WORK TO COMPLETE —
Check each line of the data below for the word "Disconnected", then extract the ones that have it.

** INFORMATION GIVEN follows **

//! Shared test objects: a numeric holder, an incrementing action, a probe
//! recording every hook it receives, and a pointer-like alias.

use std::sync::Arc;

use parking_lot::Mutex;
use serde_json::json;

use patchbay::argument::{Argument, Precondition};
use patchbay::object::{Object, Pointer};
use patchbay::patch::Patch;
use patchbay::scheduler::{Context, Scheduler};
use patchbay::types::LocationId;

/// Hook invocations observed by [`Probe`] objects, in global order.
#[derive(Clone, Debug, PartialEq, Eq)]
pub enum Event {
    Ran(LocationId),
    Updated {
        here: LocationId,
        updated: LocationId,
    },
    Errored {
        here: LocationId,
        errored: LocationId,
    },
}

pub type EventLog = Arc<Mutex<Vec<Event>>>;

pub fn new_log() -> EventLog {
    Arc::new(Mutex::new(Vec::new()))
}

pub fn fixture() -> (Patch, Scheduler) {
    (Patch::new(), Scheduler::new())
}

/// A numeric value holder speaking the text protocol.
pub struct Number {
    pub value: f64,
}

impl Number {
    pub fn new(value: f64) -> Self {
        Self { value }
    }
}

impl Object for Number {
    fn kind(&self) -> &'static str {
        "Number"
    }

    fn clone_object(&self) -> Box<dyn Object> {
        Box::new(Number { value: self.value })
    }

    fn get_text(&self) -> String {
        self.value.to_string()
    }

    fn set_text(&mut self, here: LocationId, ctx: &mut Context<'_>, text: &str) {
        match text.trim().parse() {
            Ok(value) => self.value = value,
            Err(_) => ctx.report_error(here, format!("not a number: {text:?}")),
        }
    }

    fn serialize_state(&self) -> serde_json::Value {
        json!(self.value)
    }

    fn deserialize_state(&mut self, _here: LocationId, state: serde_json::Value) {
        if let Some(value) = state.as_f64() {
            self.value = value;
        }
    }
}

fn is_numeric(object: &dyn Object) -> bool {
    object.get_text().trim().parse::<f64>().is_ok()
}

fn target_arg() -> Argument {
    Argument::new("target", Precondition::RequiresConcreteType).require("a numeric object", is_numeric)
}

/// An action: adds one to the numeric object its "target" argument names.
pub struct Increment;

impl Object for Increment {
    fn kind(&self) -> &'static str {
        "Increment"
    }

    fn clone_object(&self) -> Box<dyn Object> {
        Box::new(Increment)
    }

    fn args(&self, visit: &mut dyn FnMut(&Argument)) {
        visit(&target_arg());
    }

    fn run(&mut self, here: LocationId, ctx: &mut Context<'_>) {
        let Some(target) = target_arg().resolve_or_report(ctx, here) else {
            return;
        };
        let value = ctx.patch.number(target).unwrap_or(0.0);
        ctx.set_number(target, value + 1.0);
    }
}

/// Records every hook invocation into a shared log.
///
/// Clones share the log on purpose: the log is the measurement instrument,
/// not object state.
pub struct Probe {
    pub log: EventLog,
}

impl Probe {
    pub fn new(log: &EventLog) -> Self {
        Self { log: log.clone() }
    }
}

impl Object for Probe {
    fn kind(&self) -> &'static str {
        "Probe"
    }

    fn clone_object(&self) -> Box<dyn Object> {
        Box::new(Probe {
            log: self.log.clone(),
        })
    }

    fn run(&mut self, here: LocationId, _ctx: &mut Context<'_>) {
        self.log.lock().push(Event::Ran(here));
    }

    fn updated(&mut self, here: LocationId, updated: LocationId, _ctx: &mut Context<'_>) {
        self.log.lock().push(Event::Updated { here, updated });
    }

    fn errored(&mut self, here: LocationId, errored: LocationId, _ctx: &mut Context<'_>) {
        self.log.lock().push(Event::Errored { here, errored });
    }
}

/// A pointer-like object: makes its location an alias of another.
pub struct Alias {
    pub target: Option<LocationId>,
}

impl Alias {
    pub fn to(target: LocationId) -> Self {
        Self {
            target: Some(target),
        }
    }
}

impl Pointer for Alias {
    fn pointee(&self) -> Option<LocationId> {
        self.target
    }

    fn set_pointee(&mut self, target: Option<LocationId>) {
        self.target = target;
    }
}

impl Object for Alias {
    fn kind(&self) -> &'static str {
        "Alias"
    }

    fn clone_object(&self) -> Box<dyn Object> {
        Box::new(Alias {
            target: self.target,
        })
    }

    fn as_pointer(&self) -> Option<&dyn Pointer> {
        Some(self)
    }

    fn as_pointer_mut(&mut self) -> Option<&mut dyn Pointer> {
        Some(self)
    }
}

** End of INFORMATION GIVEN **
** INFORMATION GIVEN follows **

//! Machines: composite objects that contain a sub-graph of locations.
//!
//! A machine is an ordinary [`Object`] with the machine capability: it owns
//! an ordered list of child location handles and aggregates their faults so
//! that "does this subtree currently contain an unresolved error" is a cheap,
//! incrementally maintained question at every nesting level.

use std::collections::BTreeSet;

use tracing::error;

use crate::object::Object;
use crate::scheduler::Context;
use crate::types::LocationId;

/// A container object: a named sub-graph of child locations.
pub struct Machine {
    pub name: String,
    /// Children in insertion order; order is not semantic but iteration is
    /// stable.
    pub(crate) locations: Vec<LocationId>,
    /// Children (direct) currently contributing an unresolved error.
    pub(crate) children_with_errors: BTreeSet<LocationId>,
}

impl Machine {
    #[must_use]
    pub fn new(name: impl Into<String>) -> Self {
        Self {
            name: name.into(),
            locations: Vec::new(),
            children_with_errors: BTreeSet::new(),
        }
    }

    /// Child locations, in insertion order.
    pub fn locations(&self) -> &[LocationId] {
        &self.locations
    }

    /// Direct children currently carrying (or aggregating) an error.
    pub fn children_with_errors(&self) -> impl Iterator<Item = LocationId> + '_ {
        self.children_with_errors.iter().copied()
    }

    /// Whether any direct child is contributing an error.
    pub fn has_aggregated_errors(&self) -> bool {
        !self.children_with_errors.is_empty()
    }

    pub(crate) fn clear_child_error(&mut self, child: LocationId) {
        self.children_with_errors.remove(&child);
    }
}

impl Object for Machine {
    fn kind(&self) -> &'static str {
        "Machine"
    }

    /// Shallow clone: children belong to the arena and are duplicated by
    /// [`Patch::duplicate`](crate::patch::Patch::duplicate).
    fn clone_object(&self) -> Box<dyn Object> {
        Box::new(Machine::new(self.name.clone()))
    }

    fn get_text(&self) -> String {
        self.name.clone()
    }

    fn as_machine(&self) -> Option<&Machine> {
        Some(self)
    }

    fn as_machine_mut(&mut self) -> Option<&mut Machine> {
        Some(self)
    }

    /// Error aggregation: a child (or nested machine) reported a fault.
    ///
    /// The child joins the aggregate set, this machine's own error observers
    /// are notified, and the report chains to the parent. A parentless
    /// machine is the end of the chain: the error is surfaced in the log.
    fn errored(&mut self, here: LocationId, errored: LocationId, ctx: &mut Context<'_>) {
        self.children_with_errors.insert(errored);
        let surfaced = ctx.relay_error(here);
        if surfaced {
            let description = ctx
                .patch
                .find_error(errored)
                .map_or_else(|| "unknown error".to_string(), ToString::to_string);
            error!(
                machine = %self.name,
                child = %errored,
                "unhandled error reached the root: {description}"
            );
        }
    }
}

** End of INFORMATION GIVEN **
** INFORMATION GIVEN follows **

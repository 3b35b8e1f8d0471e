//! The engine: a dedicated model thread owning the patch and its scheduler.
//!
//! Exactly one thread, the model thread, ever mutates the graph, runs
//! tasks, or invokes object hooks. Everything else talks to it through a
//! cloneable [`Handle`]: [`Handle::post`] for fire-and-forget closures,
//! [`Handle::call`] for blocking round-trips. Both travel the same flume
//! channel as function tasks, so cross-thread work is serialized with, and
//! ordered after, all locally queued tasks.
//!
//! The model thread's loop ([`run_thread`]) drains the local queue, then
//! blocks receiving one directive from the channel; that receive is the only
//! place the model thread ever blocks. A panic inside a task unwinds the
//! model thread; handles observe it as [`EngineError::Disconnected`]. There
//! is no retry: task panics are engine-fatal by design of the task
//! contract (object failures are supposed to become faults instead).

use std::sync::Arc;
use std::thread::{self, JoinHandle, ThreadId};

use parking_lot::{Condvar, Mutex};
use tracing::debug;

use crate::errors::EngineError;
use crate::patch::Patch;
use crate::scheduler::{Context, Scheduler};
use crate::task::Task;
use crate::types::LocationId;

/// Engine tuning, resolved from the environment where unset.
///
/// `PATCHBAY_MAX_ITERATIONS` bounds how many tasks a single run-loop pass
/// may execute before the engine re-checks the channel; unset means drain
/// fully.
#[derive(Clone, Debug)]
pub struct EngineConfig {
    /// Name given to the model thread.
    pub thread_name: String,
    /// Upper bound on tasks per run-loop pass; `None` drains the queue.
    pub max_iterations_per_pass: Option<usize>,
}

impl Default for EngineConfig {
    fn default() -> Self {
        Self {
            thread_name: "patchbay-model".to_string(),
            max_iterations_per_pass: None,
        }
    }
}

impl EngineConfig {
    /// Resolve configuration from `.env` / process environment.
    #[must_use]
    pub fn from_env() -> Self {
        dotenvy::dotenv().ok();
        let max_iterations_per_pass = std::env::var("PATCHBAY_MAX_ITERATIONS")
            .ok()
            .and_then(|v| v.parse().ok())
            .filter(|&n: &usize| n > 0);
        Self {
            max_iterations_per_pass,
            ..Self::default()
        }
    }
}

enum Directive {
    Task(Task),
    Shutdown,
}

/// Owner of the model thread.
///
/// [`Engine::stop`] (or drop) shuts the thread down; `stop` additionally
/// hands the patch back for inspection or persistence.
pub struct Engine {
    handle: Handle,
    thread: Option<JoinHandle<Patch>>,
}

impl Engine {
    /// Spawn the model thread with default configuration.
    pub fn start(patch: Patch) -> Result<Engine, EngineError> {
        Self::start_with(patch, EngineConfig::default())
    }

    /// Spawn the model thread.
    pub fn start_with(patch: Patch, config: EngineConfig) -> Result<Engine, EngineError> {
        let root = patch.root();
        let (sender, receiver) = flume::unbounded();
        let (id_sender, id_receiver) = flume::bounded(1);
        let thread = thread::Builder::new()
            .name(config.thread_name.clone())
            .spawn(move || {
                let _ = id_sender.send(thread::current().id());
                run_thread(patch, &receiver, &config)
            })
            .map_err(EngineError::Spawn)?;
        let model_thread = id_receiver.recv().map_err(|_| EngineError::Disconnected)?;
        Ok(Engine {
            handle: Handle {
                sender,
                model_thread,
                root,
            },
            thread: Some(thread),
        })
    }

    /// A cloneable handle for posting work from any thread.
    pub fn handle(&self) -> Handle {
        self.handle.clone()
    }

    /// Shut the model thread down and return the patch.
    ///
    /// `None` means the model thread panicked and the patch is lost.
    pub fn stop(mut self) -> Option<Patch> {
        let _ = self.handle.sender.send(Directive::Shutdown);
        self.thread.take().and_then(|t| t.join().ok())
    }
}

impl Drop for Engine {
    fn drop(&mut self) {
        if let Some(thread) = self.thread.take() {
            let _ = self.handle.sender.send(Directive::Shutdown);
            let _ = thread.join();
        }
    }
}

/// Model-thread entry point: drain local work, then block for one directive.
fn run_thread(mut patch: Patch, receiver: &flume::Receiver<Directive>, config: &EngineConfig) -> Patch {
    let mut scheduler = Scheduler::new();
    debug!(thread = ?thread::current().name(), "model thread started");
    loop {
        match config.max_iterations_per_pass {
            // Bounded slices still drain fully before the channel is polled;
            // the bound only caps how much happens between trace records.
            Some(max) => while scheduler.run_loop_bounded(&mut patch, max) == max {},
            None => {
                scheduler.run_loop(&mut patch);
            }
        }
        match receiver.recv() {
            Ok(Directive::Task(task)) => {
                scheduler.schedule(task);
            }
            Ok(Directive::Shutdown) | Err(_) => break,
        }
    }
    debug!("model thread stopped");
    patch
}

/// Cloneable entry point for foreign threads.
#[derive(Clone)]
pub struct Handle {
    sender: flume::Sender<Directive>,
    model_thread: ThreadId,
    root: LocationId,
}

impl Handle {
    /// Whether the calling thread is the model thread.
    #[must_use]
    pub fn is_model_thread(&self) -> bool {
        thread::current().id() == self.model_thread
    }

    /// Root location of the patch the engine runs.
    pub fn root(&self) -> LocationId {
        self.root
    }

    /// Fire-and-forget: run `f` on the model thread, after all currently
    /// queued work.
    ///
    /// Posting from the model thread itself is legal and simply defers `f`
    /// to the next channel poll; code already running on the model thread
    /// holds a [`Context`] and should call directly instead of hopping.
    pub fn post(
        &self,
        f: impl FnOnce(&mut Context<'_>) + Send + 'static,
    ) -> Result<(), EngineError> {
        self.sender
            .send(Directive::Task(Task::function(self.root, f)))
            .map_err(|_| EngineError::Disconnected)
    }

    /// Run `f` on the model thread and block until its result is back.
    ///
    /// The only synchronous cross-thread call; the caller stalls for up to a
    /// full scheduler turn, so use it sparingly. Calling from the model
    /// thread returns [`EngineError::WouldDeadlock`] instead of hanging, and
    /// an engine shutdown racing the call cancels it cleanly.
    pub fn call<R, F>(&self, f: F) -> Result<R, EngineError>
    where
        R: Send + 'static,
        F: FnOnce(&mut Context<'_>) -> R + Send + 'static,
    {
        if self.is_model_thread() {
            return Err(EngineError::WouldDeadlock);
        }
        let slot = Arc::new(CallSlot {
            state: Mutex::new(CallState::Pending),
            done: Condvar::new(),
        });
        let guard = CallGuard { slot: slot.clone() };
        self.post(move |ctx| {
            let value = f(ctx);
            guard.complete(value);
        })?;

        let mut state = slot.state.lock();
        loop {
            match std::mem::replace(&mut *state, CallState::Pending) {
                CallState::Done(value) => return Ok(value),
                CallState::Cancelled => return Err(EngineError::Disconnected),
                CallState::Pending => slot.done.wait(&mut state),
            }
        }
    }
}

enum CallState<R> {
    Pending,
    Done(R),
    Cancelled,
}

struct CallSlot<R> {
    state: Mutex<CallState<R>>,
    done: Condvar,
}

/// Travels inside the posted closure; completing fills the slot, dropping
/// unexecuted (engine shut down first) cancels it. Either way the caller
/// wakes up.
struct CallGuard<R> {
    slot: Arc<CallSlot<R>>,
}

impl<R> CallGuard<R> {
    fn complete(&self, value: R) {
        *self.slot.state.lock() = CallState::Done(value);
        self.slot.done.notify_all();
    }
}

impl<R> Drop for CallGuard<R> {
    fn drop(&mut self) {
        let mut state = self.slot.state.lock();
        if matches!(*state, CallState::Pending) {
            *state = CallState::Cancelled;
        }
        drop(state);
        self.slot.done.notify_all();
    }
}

** End of INFORMATION GIVEN **

TASK SOLUTION —
//! model thread; handles observe it as [`EngineError::Disconnected`]. There
        let model_thread = id_receiver.recv().map_err(|_| EngineError::Disconnected)?;
            .map_err(|_| EngineError::Disconnected)
                CallState::Cancelled => return Err(EngineError::Disconnected),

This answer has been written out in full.